On 11 November 1952, Arunta was reclassified as an anti-submarine destroyer, and re-entered service. She spent all of 1953 in Australian waters, and in January 1954 sailed to Korea to support the United Nations enforcement of the June 1953 armistice which ended the Korean War. Arunta returned to Australia in August, and remained there until May 1955, when she joined a flotilla of RAN and Royal New Zealand Navy vessels sailing to Malaya for exercises with the BPF. Instead of returning home in late June, Arunta and Warramunga were refitted at Singapore before becoming the first Australian ships to serve with the Far East Strategic Reserve, which they operated with until December. Arunta was deployed to northern Australia for a cruise during March and April 1956, and visited Norfolk Island and the Pitcairn Islands in June, before arriving in Sydney on 14 June for preparations to be decommissioned.

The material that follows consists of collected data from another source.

//! Job board models
//!
//! A job is created pending and becomes visible to students only once an
//! admin approves it. Approval is one-way.

use chrono::{DateTime, Utc};
use serde::{Deserialize, Serialize};
use uuid::Uuid;

use connect_rbac::Role;

use crate::document::{document_timestamps, Document};
use crate::error::{ConnectError, ConnectResult};
use crate::validation::Validator;

const DEFAULT_COMPANY_LOGO: &str = "https://via.placeholder.com/100x100?text=Logo";

/// Employment type of a posting.
#[derive(Debug, Clone, Copy, Default, PartialEq, Eq, Hash, Serialize, Deserialize)]
pub enum EmploymentType {
    #[default]
    #[serde(rename = "Full-Time")]
    FullTime,
    Internship,
    #[serde(rename = "Part-Time")]
    PartTime,
    Contract,
    Freelance,
}

impl EmploymentType {
    pub fn as_str(&self) -> &'static str {
        match self {
            Self::FullTime => "Full-Time",
            Self::Internship => "Internship",
            Self::PartTime => "Part-Time",
            Self::Contract => "Contract",
            Self::Freelance => "Freelance",
        }
    }

    /// Case-insensitive parse; accepts `full-time`, `fulltime`, `full_time`.
    pub fn parse(s: &str) -> Option<Self> {
        match s.trim().to_lowercase().replace(['_', ' '], "-").as_str() {
            "full-time" | "fulltime" => Some(Self::FullTime),
            "internship" | "intern" => Some(Self::Internship),
            "part-time" | "parttime" => Some(Self::PartTime),
            "contract" => Some(Self::Contract),
            "freelance" => Some(Self::Freelance),
            _ => None,
        }
    }
}

/// Where the work happens.
#[derive(Debug, Clone, Copy, Default, PartialEq, Eq, Hash, Serialize, Deserialize)]
pub enum WorkMode {
    #[default]
    Onsite,
    Remote,
    Hybrid,
}

/// Seniority of a posting.
#[derive(Debug, Clone, Copy, Default, PartialEq, Eq, Hash, Serialize, Deserialize)]
pub enum ExperienceLevel {
    #[default]
    Entry,
    Mid,
    Senior,
    Lead,
}

/// Offered salary band.
#[derive(Debug, Clone, PartialEq, Serialize, Deserialize)]
pub struct SalaryRange {
    #[serde(default)]
    pub min: f64,
    #[serde(default)]
    pub max: f64,
    #[serde(default = "default_currency")]
    pub currency: String,
}

fn default_currency() -> String {
    "INR".to_string()
}

impl Default for SalaryRange {
    fn default() -> Self {
        Self {
            min: 0.0,
            max: 0.0,
            currency: default_currency(),
        }
    }
}

/// Applicant pipeline status. Only `Applied` is ever set by the API.
#[derive(Debug, Clone, Copy, Default, PartialEq, Eq, Hash, Serialize, Deserialize)]
#[serde(rename_all = "lowercase")]
pub enum ApplicantStatus {
    #[default]
    Applied,
    Shortlisted,
    Rejected,
    Hired,
}

/// One application to a job.
#[derive(Debug, Clone, PartialEq, Serialize, Deserialize)]
pub struct Applicant {
    pub user: Uuid,
    pub resume: Option<String>,
    pub status: ApplicantStatus,
    pub applied_at: DateTime<Utc>,
}

/// A job posting.
///
/// # Examples
///
/// ```
/// use connect_model::{EmploymentType, Job};
/// use uuid::Uuid;
///
/// let job = Job::new("SDE Intern", "Acme", "Remote", "Work on the billing service", Uuid::now_v7())
///     .with_employment_type(EmploymentType::Internship)
///     .with_skills(vec!["Rust".into()]);
/// assert!(!job.is_approved);
/// assert_eq!(job.applicants_count(), 0);
/// ```
#[derive(Debug, Clone, Serialize, Deserialize)]
pub struct Job {
    pub id: Uuid,
    pub title: String,
    pub company: String,
    pub company_logo: String,
    pub location: String,
    pub employment_type: EmploymentType,
    pub mode: WorkMode,
    pub experience_level: ExperienceLevel,
    pub category: String,
    pub description: String,
    #[serde(default)]
    pub skills: Vec<String>,
    #[serde(default)]
    pub salary_range: SalaryRange,
    #[serde(default)]
    pub apply_link: String,
    pub deadline: Option<DateTime<Utc>>,

    /// Author
    pub posted_by: Uuid,

    /// Author's role at posting time; absent on legacy documents
    #[serde(default)]
    pub posted_by_role: Option<Role>,

    pub is_approved: bool,

    /// One entry per distinct user
    #[serde(default)]
    pub applicants: Vec<Applicant>,

    pub created_at: DateTime<Utc>,
    pub updated_at: DateTime<Utc>,
}

impl Job {
    /// Creates a pending job posting.
    pub fn new(
        title: impl Into<String>,
        company: impl Into<String>,
        location: impl Into<String>,
        description: impl Into<String>,
        posted_by: Uuid,
    ) -> Self {
        let now = Utc::now();
        Self {
            id: Uuid::now_v7(),
            title: title.into(),
            company: company.into(),
            company_logo: DEFAULT_COMPANY_LOGO.to_string(),
            location: location.into(),
            employment_type: EmploymentType::default(),
            mode: WorkMode::default(),
            experience_level: ExperienceLevel::default(),
            category: "General".to_string(),
            description: description.into(),
            skills: Vec::new(),
            salary_range: SalaryRange::default(),
            apply_link: String::new(),
            deadline: None,
            posted_by,
            posted_by_role: None,
            is_approved: false,
            applicants: Vec::new(),
            created_at: now,
            updated_at: now,
        }
    }

    pub fn with_poster_role(mut self, role: Role) -> Self {
        self.posted_by_role = Some(role);
        self
    }

    pub fn with_employment_type(mut self, employment_type: EmploymentType) -> Self {
        self.employment_type = employment_type;
        self
    }

    pub fn with_mode(mut self, mode: WorkMode) -> Self {
        self.mode = mode;
        self
    }

    pub fn with_experience_level(mut self, level: ExperienceLevel) -> Self {
        self.experience_level = level;
        self
    }

    pub fn with_category(mut self, category: impl Into<String>) -> Self {
        self.category = category.into();
        self
    }

    pub fn with_skills(mut self, skills: Vec<String>) -> Self {
        self.skills = skills;
        self
    }

    pub fn with_salary_range(mut self, salary_range: SalaryRange) -> Self {
        self.salary_range = salary_range;
        self
    }

    pub fn with_apply_link(mut self, link: impl Into<String>) -> Self {
        self.apply_link = link.into();
        self
    }

    pub fn with_company_logo(mut self, logo: impl Into<String>) -> Self {
        self.company_logo = logo.into();
        self
    }

    pub fn with_deadline(mut self, deadline: DateTime<Utc>) -> Self {
        self.deadline = Some(deadline);
        self
    }

    /// Mark approved. Approving twice is a no-op.
    pub fn approve(&mut self) {
        self.is_approved = true;
    }

    pub fn has_applied(&self, user: Uuid) -> bool {
        self.applicants.iter().any(|a| a.user == user)
    }

    pub fn applicants_count(&self) -> usize {
        self.applicants.len()
    }

    /// Apply to this job.
    ///
    /// Guards, in order: approved, then not already applied.
    pub fn apply(&mut self, user: Uuid, resume: Option<String>) -> ConnectResult<&Applicant> {
        if !self.is_approved {
            return Err(ConnectError::InvalidState("Job not approved yet".to_string()));
        }
        if self.has_applied(user) {
            return Err(ConnectError::Conflict("You already applied".to_string()));
        }

        self.applicants.push(Applicant {
            user,
            resume,
            status: ApplicantStatus::Applied,
            applied_at: Utc::now(),
        });
        Ok(&self.applicants[self.applicants.len() - 1])
    }
}

impl Document for Job {
    const COLLECTION: &'static str = "jobs";
    const LABEL: &'static str = "Job";

    document_timestamps!();

    fn validate(&self) -> ConnectResult<()> {
        let mut v = Validator::new();
        v.required("title", &self.title)
            .required("company", &self.company)
            .required("location", &self.location)
            .required("description", &self.description);
        let mut seen = std::collections::HashSet::new();
        v.check(
            self.applicants.iter().all(|a| seen.insert(a.user)),
            "\"applicants\" must not contain duplicate users",
        );
        v.finish()
    }
}

#[cfg(test)]
mod tests {
    use super::*;

    fn job() -> Job {
        Job::new("SDE", "Acme", "Remote", "Ship features", Uuid::now_v7())
    }

    #[test]
    fn test_new_job_is_pending() {
        let job = job();
        assert!(!job.is_approved);
        assert_eq!(job.salary_range.currency, "INR");
        assert!(job.validate().is_ok());
    }

    #[test]
    fn test_apply_guards_in_order() {
        let mut job = job();
        let user = Uuid::now_v7();
        assert_eq!(
            job.apply(user, None).unwrap_err(),
            ConnectError::InvalidState("Job not approved yet".into())
        );

        job.approve();
        let applicant = job.apply(user, Some("https://cdn/cv.pdf".into())).unwrap();
        assert_eq!(applicant.status, ApplicantStatus::Applied);

        assert_eq!(
            job.apply(user, None).unwrap_err(),
            ConnectError::Conflict("You already applied".into())
        );
        assert_eq!(job.applicants_count(), 1);
    }

    #[test]
    fn test_employment_type_serde_and_parse() {
        assert_eq!(
            serde_json::to_string(&EmploymentType::FullTime).unwrap(),
            "\"Full-Time\""
        );
        assert_eq!(EmploymentType::parse("part_time"), Some(EmploymentType::PartTime));
        assert_eq!(EmploymentType::parse("Internship"), Some(EmploymentType::Internship));
        assert_eq!(EmploymentType::parse("gig"), None);
    }

    #[test]
    fn test_duplicate_applicants_fail_validation() {
        let mut job = job();
        let user = Uuid::now_v7();
        for _ in 0..2 {
            job.applicants.push(Applicant {
                user,
                resume: None,
                status: ApplicantStatus::Applied,
                applied_at: Utc::now(),
            });
        }
        assert!(job.validate().is_err());
    }
}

==Decommissioning and fate==
After being prepared for placement in operational reserve, Arunta paid off to reserve on 21 December 1956. During her career, she had sailed 357273 nmi. The destroyer was maintained until 1 November 1968, when she was sold to the China Steel Corporation of Taipei for breaking up as scrap metal.

Arunta was taken under tow by the Japanese tug Tokyo Maru on 12 February 1969. On 13 February, the ship began to take on water; although there were attempts to stop the flooding, it was decided that recovery would be impossible, and Arunta was allowed to capsize and sink off Broken Bay.